[Records to use]
______________________________
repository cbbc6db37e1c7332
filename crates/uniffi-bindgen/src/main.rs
fn main() {
    uniffi::uniffi_bindgen_main()
}
use std::{panic::PanicHookInfo, sync::Once};

use tracing_subscriber::{filter::FilterFn, layer::SubscriberExt, util::SubscriberInitExt};

pub(crate) fn setup_logging() {
    static LOGGING_SETUP: Once = Once::new();

    LOGGING_SETUP.call_once(|| {
        let filter = FilterFn::new(|metadata| {
            metadata
                .module_path()
                .unwrap_or_default()
                .starts_with("animated_tile")
        });

        #[cfg(target_os = "android")]
        let layer = {
            use tracing_logcat::{LogcatMakeWriter, LogcatTag};
            use tracing_subscriber::fmt::format::Format;

            let tag = LogcatTag::Fixed("AnimatedTile-Rust".to_owned());
            let Ok(writer) = LogcatMakeWriter::new(tag) else {
                return;
            };
            tracing_subscriber::fmt::layer()
                .event_format(Format::default().with_level(false).without_time())
                .with_writer(writer)
                .with_ansi(false)
        };

        #[cfg(not(target_os = "android"))]
        let layer = tracing_subscriber::fmt::layer()
            .with_writer(std::io::stderr)
            .with_ansi(false);

        if tracing_subscriber::registry()
            .with(layer)
            .with(filter)
            .try_init()
            .is_ok()
        {
            std::panic::set_hook(Box::new(panic_hook));
        }
    })
}

fn panic_hook(info: &PanicHookInfo) {
    tracing::error!("{info}")
}
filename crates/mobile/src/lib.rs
pub mod animation;
pub mod host;
mod logging;

use animated_tile_core::config::AnimationConfig;

use crate::animation::AnimationOptions;

uniffi::setup_scaffolding!();

/// Initialize the library with proper panic handling
/// Call this once at startup from Kotlin/Swift
#[uniffi::export]
pub fn init_panic_handler() {
    std::panic::set_hook(Box::new(|panic_info| {
        let backtrace = std::backtrace::Backtrace::force_capture();
        eprintln!("=== RUST PANIC ===");
        eprintln!("{panic_info}");
        eprintln!("Backtrace:\n{backtrace}");
        eprintln!("=== END PANIC ===");
    }));
}

/// Route library logs to logcat (Android) or stderr. Safe to call repeatedly.
#[uniffi::export]
pub fn init_logging() {
    logging::setup_logging();
}

#[uniffi::export]
pub fn default_animation_options() -> AnimationOptions {
    AnimationConfig::default().into()
}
______________________________
[Directions] Please return each line of the listing above that contains "LogcatMakeWriter".

[Exercise solution]
            use tracing_logcat::{LogcatMakeWriter, LogcatTag};
            let Ok(writer) = LogcatMakeWriter::new(tag) else {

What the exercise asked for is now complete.